April Reads: Poetry & Paris, blogs & books, and: "This Art" + cubism library

This blog post is inspired by the "It's Monday! What are you reading?" series, more about it, below, and more reading notes, here:  life as a journey with books 

 

April is National Poetry Month - and it's also A to Z Blogging month. So altogether, it comes with a bit of a different reading rhythm. I am still reading "Little Brother" by Cory Doctorov (more about it in last week's post: from islands to futureworld), yet the focus of reading this month is more on blogs & poetry:

"This Art - Poems about Poetry" - is an intriguing collection that reaches towards the inner nature and the function of poems, in a most poetic way:
"In more than one hundred poems, sixty poets from around the world explore the nature and function of poetry, whether directly or obliquely, finding mystery, paradox, and fullness in an art made of common everyday speech. Editor Michael Wiegers writes in his introduction, "Often the loudest arguments on behalf of poetry are made in prose. Meanwhile, the more convincing arguments are sung in poems." 
To get a taste of it, try this page with Selected Poems from THIS ART - poems about poetry by Copper Canyon Press one of my favourites of this collection is included on this page, too: "A Tao of Poetry" by Sam Hamill. 

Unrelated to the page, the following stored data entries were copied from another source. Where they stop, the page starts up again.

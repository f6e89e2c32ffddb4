// Host-side tests for the camera controller, animation driver and gesture
// routing. Everything runs without a GPU.

use glam::{Vec2, Vec3};
use std::f32::consts::PI;
use viewport_core::animation::{lerp_angle, Animation};
use viewport_core::camera::{isometric_target, CameraPose};
use viewport_core::constants::{POLAR_MAX, POLAR_MIN, ZOOM_MAX, ZOOM_MIN};
use viewport_core::input::{pinch_multiplier, wheel_multiplier, Interaction};
use viewport_core::{
    CameraController, Resolution, ScreenExtents, ScreenSpec, ViewMode, ViewportConfig,
    ViewportSize,
};

fn two_screens() -> Vec<ScreenSpec> {
    vec![
        ScreenSpec::flat(24.0, Resolution::new(1920, 1080), 600.0, 1),
        ScreenSpec::flat(27.0, Resolution::new(2560, 1440), 900.0, 2),
    ]
}

fn controller() -> CameraController {
    let mut c = CameraController::new(ViewportConfig::default());
    c.resize(ViewportSize::new(1280, 720));
    c.set_extents(ScreenExtents::from_specs(&two_screens()));
    c.retarget();
    settle(&mut c);
    c
}

fn settle(c: &mut CameraController) {
    for _ in 0..5000 {
        if !c.is_animating() {
            return;
        }
        c.tick();
    }
    panic!("camera never converged");
}

fn assert_pose_eq(a: CameraPose, b: CameraPose) {
    assert!(a.position.distance(b.position) < 1e-4, "{a:?} vs {b:?}");
    assert!(a.look_at.distance(b.look_at) < 1e-4, "{a:?} vs {b:?}");
    assert!(a.up.distance(b.up) < 1e-4, "{a:?} vs {b:?}");
}

#[test]
fn furthest_distance_drives_isometric_layout() {
    let ext = ScreenExtents::from_specs(&two_screens());
    assert!((ext.furthest_m - 0.9).abs() < 1e-6);
    assert!((ext.nearest_m - 0.6).abs() < 1e-6);

    let cfg = ViewportConfig::default();
    let iso = isometric_target(&ext, &cfg);
    let d = 0.9 * cfg.iso_depth_scale;
    assert!((iso.pose.position.x - d * cfg.iso_side_ratio).abs() < 1e-5);
    assert!((iso.pose.position.y - d * cfg.iso_height_ratio).abs() < 1e-5);
    assert!((iso.pose.position.z - d).abs() < 1e-5);
    assert!((iso.orbit_target - Vec3::new(0.0, 0.0, -0.45)).length() < 1e-6);
}

#[test]
fn empty_screen_set_uses_fallback_distance() {
    let ext = ScreenExtents::from_specs(&[]);
    assert_eq!(ext, ScreenExtents::default());
    assert!(ext.furthest_m > 0.0);
}

#[test]
fn isometric_front_isometric_round_trip_is_idempotent() {
    let mut c = controller();
    assert!(c.set_view_mode(ViewMode::Isometric));
    settle(&mut c);
    let once = c.camera().pose();

    c.set_view_mode(ViewMode::Front);
    settle(&mut c);
    c.set_view_mode(ViewMode::Isometric);
    settle(&mut c);
    assert_pose_eq(c.camera().pose(), once);
}

#[test]
fn switching_to_the_active_mode_is_a_no_op() {
    let mut c = controller();
    assert!(!c.set_view_mode(ViewMode::Front));
    assert!(!c.is_animating());
}

#[test]
fn top_view_looks_straight_down_over_the_midpoint() {
    let mut c = controller();
    c.set_view_mode(ViewMode::Top);
    settle(&mut c);
    let pose = c.camera().pose();
    assert!((pose.look_at - Vec3::new(0.0, 0.0, -0.45)).length() < 1e-4);
    assert!((pose.direction() - Vec3::NEG_Y).length() < 1e-4);
    assert!(pose.position.y >= 0.8 - 1e-4);
}

#[test]
fn mode_switch_mid_animation_retargets_in_place() {
    let mut c = controller();
    c.set_view_mode(ViewMode::Isometric);
    for _ in 0..5 {
        c.tick();
    }
    c.set_view_mode(ViewMode::Top);
    assert!(matches!(c.animation(), Animation::Top(_)));
    settle(&mut c);
    assert_eq!(c.mode(), ViewMode::Top);
}

#[test]
fn azimuth_blend_takes_the_short_way() {
    let eps = 0.05;
    let step = lerp_angle(0.0, PI + eps, 0.1);
    assert!(step < 0.0, "moved the long way: {step}");

    let step = lerp_angle(0.0, -(PI + eps), 0.1);
    assert!(step > 0.0, "moved the long way: {step}");

    // Crossing the seam from just below pi toward just above -pi.
    let step = lerp_angle(3.0, -3.0, 0.25);
    assert!(step > 3.0, "moved the long way: {step}");
}

#[test]
fn polar_stays_clamped_under_extreme_drags() {
    let mut c = controller();
    c.set_view_mode(ViewMode::Isometric);
    settle(&mut c);
    c.pointer_down(1, Vec2::new(100.0, 100.0));
    let mut y = 100.0;
    for delta in [1e6, -3e6, 2.5e6, -1e7, 4e7] {
        y += delta;
        c.pointer_move(1, Vec2::new(100.0, y));
        let polar = c.orbit().spherical.polar;
        assert!((POLAR_MIN..=POLAR_MAX).contains(&polar), "polar {polar}");
    }
    c.pointer_up(1);
}

#[test]
fn zoom_stays_clamped_under_extreme_wheel_and_pinch() {
    let mut c = controller();
    c.set_view_mode(ViewMode::Isometric);
    settle(&mut c);
    for _ in 0..500 {
        c.wheel(120.0);
    }
    assert!((c.zoom().zoom_factor - ZOOM_MIN).abs() < 1e-6);
    for _ in 0..500 {
        c.wheel(-120.0);
    }
    assert!((c.zoom().zoom_factor - ZOOM_MAX).abs() < 1e-6);
    let radius = c.orbit().spherical.radius;
    assert!(radius > 0.0);
    assert!((radius - c.zoom().base_distance / ZOOM_MAX).abs() < 1e-4);

    c.pointer_down(1, Vec2::new(400.0, 300.0));
    c.pointer_down(2, Vec2::new(410.0, 300.0));
    // Pinch fingers together repeatedly: zoom out all the way.
    for i in 0..200 {
        c.pointer_move(2, Vec2::new(410.0 + (i % 2) as f32 * 1000.0, 300.0));
        let z = c.zoom().zoom_factor;
        assert!((ZOOM_MIN..=ZOOM_MAX).contains(&z), "zoom {z}");
    }
}

#[test]
fn spreading_fingers_zooms_in() {
    let mut c = controller();
    c.set_view_mode(ViewMode::Isometric);
    settle(&mut c);
    let before = c.zoom().zoom_factor;
    c.pointer_down(1, Vec2::new(400.0, 300.0));
    c.pointer_down(2, Vec2::new(420.0, 300.0));
    c.pointer_move(2, Vec2::new(500.0, 300.0));
    assert!(c.zoom().zoom_factor > before);
    assert!(c.orbit().spherical.radius < c.zoom().base_distance);
}

#[test]
fn releasing_one_pinch_finger_falls_back_to_rotate() {
    let mut c = controller();
    c.set_view_mode(ViewMode::Isometric);
    settle(&mut c);
    c.pointer_down(1, Vec2::new(400.0, 300.0));
    c.pointer_down(2, Vec2::new(420.0, 300.0));
    c.pointer_up(2);
    let azimuth = c.orbit().spherical.azimuth;
    c.pointer_move(1, Vec2::new(450.0, 300.0));
    assert!((c.orbit().spherical.azimuth - azimuth).abs() > 1e-3);
}

fn assert_orbit_starts_at_live_camera(c: &mut CameraController) {
    let before = c.camera().pose();
    assert!(c.set_view_mode(ViewMode::Isometric));
    let Animation::Orbit(a) = *c.animation() else {
        panic!("expected an orbit transition, got {:?}", c.animation());
    };
    // The first frame orbits the previous target from exactly where the
    // camera already is.
    assert!(a.pivot.distance(before.look_at) < 1e-5, "{a:?} vs {before:?}");
    let seeded = a.pivot + a.current.to_offset();
    assert!(seeded.distance(before.position) < 1e-4, "{seeded} vs {before:?}");

    let final_position = a.final_position();
    let start_gap = before.position.distance(final_position);
    c.tick();
    let moved = c.camera().eye.distance(before.position);
    assert!(moved < start_gap * 0.25, "first step jumped {moved} of {start_gap}");
    assert!(c.camera().eye.distance(final_position) < start_gap);
}

#[test]
fn entering_isometric_from_top_starts_at_the_top_pose() {
    let mut c = controller();
    c.set_view_mode(ViewMode::Top);
    settle(&mut c);
    assert_orbit_starts_at_live_camera(&mut c);
    settle(&mut c);
    assert_eq!(c.mode(), ViewMode::Isometric);
}

#[test]
fn entering_isometric_from_front_starts_at_the_front_pose() {
    let mut c = controller();
    assert_eq!(c.mode(), ViewMode::Front);
    assert_orbit_starts_at_live_camera(&mut c);
}

#[test]
fn grabbing_mid_transition_stops_the_animation() {
    let mut c = controller();
    c.set_view_mode(ViewMode::Isometric);
    for _ in 0..3 {
        c.tick();
    }
    let eye = c.camera().eye;
    c.pointer_down(1, Vec2::new(10.0, 10.0));
    assert!(!c.is_animating());
    // Spherical state re-derived from the live camera, not the stale target.
    assert!(c.orbit().camera_position().distance(eye) < 1e-4);
}

#[test]
fn gestures_are_gated_by_mode() {
    let mut c = controller();
    // Front: wheel and pinch do nothing.
    let zoom = *c.zoom();
    c.wheel(120.0);
    c.pointer_down(1, Vec2::new(0.0, 0.0));
    c.pointer_down(2, Vec2::new(50.0, 0.0));
    c.pointer_move(2, Vec2::new(300.0, 0.0));
    c.pointer_up(1);
    c.pointer_up(2);
    assert_eq!(*c.zoom(), zoom);
    assert!(matches!(c.interaction(), Interaction::Front(_)));

    // Top: nothing moves the camera.
    c.set_view_mode(ViewMode::Top);
    settle(&mut c);
    let pose = c.camera().pose();
    c.wheel(-120.0);
    c.pointer_down(1, Vec2::new(0.0, 0.0));
    c.pointer_move(1, Vec2::new(200.0, 150.0));
    c.pointer_up(1);
    assert_eq!(c.camera().pose(), pose);
    assert!(matches!(c.interaction(), Interaction::Disabled));

    // Isometric: the wheel zooms.
    c.set_view_mode(ViewMode::Isometric);
    settle(&mut c);
    let before = c.zoom().zoom_factor;
    c.wheel(-120.0);
    assert!(c.zoom().zoom_factor > before);
}

#[test]
fn look_around_is_bounded_and_springs_back() {
    let mut c = controller();
    c.pointer_down(7, Vec2::new(640.0, 360.0));
    c.pointer_move(7, Vec2::new(640.0 + 1e5, 360.0 - 1e5));
    let look = *c.look_around().unwrap();
    assert!((look.yaw.abs() - look.max_yaw).abs() < 1e-6);
    assert!((look.pitch.abs() - look.max_pitch).abs() < 1e-6);
    assert!(!look.spring_back);

    // Held: no decay.
    c.tick();
    assert_eq!(c.look_around().unwrap().yaw, look.yaw);

    c.pointer_up(7);
    assert!(c.look_around().unwrap().spring_back);
    let mut previous = look.yaw.abs();
    for _ in 0..1000 {
        c.tick();
        let yaw = c.look_around().unwrap().yaw.abs();
        assert!(yaw <= previous);
        previous = yaw;
    }
    let settled = c.look_around().unwrap();
    assert_eq!((settled.yaw, settled.pitch), (0.0, 0.0));
    assert!(!settled.spring_back);
}

#[test]
fn look_around_turns_the_rendered_view_only() {
    let mut c = controller();
    c.pointer_down(1, Vec2::new(640.0, 360.0));
    c.pointer_move(1, Vec2::new(700.0, 360.0));
    let base = c.camera().pose();
    let view = c.view_camera().pose();
    assert_eq!(base.position, view.position);
    assert!(base.direction().distance(view.direction()) > 1e-3);
}

#[test]
fn wheel_and_pinch_multipliers() {
    assert_eq!(wheel_multiplier(3.0, 1.1), Some(1.1));
    assert!((wheel_multiplier(-3.0, 1.1).unwrap() - 1.0 / 1.1).abs() < 1e-6);
    assert_eq!(wheel_multiplier(0.0, 1.1), None);
    assert!(pinch_multiplier(100.0, 200.0, 0.5).unwrap() < 1.0);
    assert!(pinch_multiplier(200.0, 100.0, 0.5).unwrap() > 1.0);
    assert_eq!(pinch_multiplier(0.0, 100.0, 0.5), None);
}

Against-all-odds bookstory from Paris
There is a bookshop story connected to the Poetry book: I actually first saw this book in Paris, when I visited the famous "Shakespeare and Company" bookshop (the one run by Sylvia Beach - author James Joyce was one of the (then yet unknown and broke) authors who frequented the bookshop. Hemingway, too. Beach was the one who first published Ulysses.)
So that's the place I walked in. I walked in, amazed by all the books they have there, piles and piles, old and new. The one I picked was the Poetry book - i still remember how i picked it up, opened it at random, and the first thing i read was the TAO poem. then i browsed on, and returned to them, dug up pencil and paper to copy the title... and then a man walked up to me, and hesitantly asked why i picked the book, and what i was writing. the man, as it turned out, was: the editor of Copper Canyon Press himself. Michael Wiegers. such a good coincidence. here's a photo of the bookshop - if you happen to visit Paris, makes sure to visit the place (right next to Notre Dame, just walk across the bridge).



National Poetry Month
Some more poetry links: the website Poets.org features a Happy National Poetry Month page --- make sure to check out Poem-A-Day there, too. And put a poem in your pocket on April 18 (next week thursday)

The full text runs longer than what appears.